Stored items
>>>

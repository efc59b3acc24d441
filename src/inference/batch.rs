// ABOUTME: Batch inference over many meals with per-item error isolation
// ABOUTME: Optional rayon evaluation, results always returned in input order
//
// SPDX-License-Identifier: MIT OR Apache-2.0
// Copyright (c) 2025 Ahara Nutrition Intelligence

use super::{InferenceReport, NutrientRiskEngine};
use crate::logging::AppLogger;
use crate::model::DeficiencyPredictor;
use ahara_core::models::MealProfile;
use chrono::{DateTime, Utc};
use rayon::prelude::*;
use serde::Serialize;
use uuid::Uuid;

/// Outcome of one batch item
#[derive(Debug, Clone, PartialEq, Serialize)]
#[serde(tag = "status", rename_all = "lowercase")]
pub enum BatchItemOutcome {
    /// Pipeline completed
    Success(InferenceReport),
    /// Pipeline failed for this item only
    Error {
        /// Failure description
        error: String,
    },
}

/// Result for the meal at `meal_index`
#[derive(Debug, Clone, PartialEq, Serialize)]
pub struct BatchItemResult {
    /// Position in the submitted batch
    pub meal_index: usize,
    /// Report or error
    #[serde(flatten)]
    pub outcome: BatchItemOutcome,
}

impl BatchItemResult {
    /// Whether the item succeeded
    #[must_use]
    pub const fn is_success(&self) -> bool {
        matches!(self.outcome, BatchItemOutcome::Success(_))
    }

    /// Report of a successful item
    #[must_use]
    pub const fn report(&self) -> Option<&InferenceReport> {
        match &self.outcome {
            BatchItemOutcome::Success(report) => Some(report),
            BatchItemOutcome::Error { .. } => None,
        }
    }

    /// Error of a failed item
    #[must_use]
    pub fn error(&self) -> Option<&str> {
        match &self.outcome {
            BatchItemOutcome::Success(_) => None,
            BatchItemOutcome::Error { error } => Some(error),
        }
    }
}

/// Item counts for a batch
#[derive(Debug, Clone, Copy, PartialEq, Eq, Serialize)]
pub struct BatchSummary {
    /// Items submitted
    pub total: usize,
    /// Items that produced a report
    pub successful: usize,
    /// Items that failed
    pub failed: usize,
}

/// Results of a batch, in input order
#[derive(Debug, Clone, Serialize)]
pub struct BatchReport {
    /// Identifier correlating this batch in logs
    pub batch_id: Uuid,
    /// When the batch finished
    pub generated_at: DateTime<Utc>,
    /// One entry per submitted meal
    pub results: Vec<BatchItemResult>,
    /// Counts
    pub summary: BatchSummary,
}

impl<P: DeficiencyPredictor> NutrientRiskEngine<P> {
    /// Run inference on every meal, isolating failures per item
    ///
    /// A failing item never affects its siblings. An empty batch yields an
    /// empty report.
    #[must_use]
    pub fn run_batch(&self, profiles: &[MealProfile]) -> BatchReport {
        let batch_id = Uuid::new_v4();
        let id = batch_id.to_string();

        let evaluate = |(meal_index, profile): (usize, &MealProfile)| {
            let outcome = match self.run_inference(profile) {
                Ok(report) => BatchItemOutcome::Success(report),
                Err(e) => {
                    AppLogger::log_batch_item_failure(&id, meal_index, &e.to_string());
                    BatchItemOutcome::Error {
                        error: e.to_string(),
                    }
                }
            };
            BatchItemResult {
                meal_index,
                outcome,
            }
        };

        // indexed par_iter collects in input order
        let results: Vec<BatchItemResult> = if self.batch_parallel {
            profiles.par_iter().enumerate().map(evaluate).collect()
        } else {
            profiles.iter().enumerate().map(evaluate).collect()
        };

        let successful = results.iter().filter(|r| r.is_success()).count();
        let summary = BatchSummary {
            total: results.len(),
            successful,
            failed: results.len() - successful,
        };
        AppLogger::log_batch_summary(&id, summary.total, summary.successful, summary.failed);

        BatchReport {
            batch_id,
            generated_at: Utc::now(),
            results,
            summary,
        }
    }
}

<<<

> **Task statement**: Return each line from the data where the string "None" can be found.

> **Answer area**:
            BatchItemOutcome::Error { .. } => None,
            BatchItemOutcome::Success(_) => None,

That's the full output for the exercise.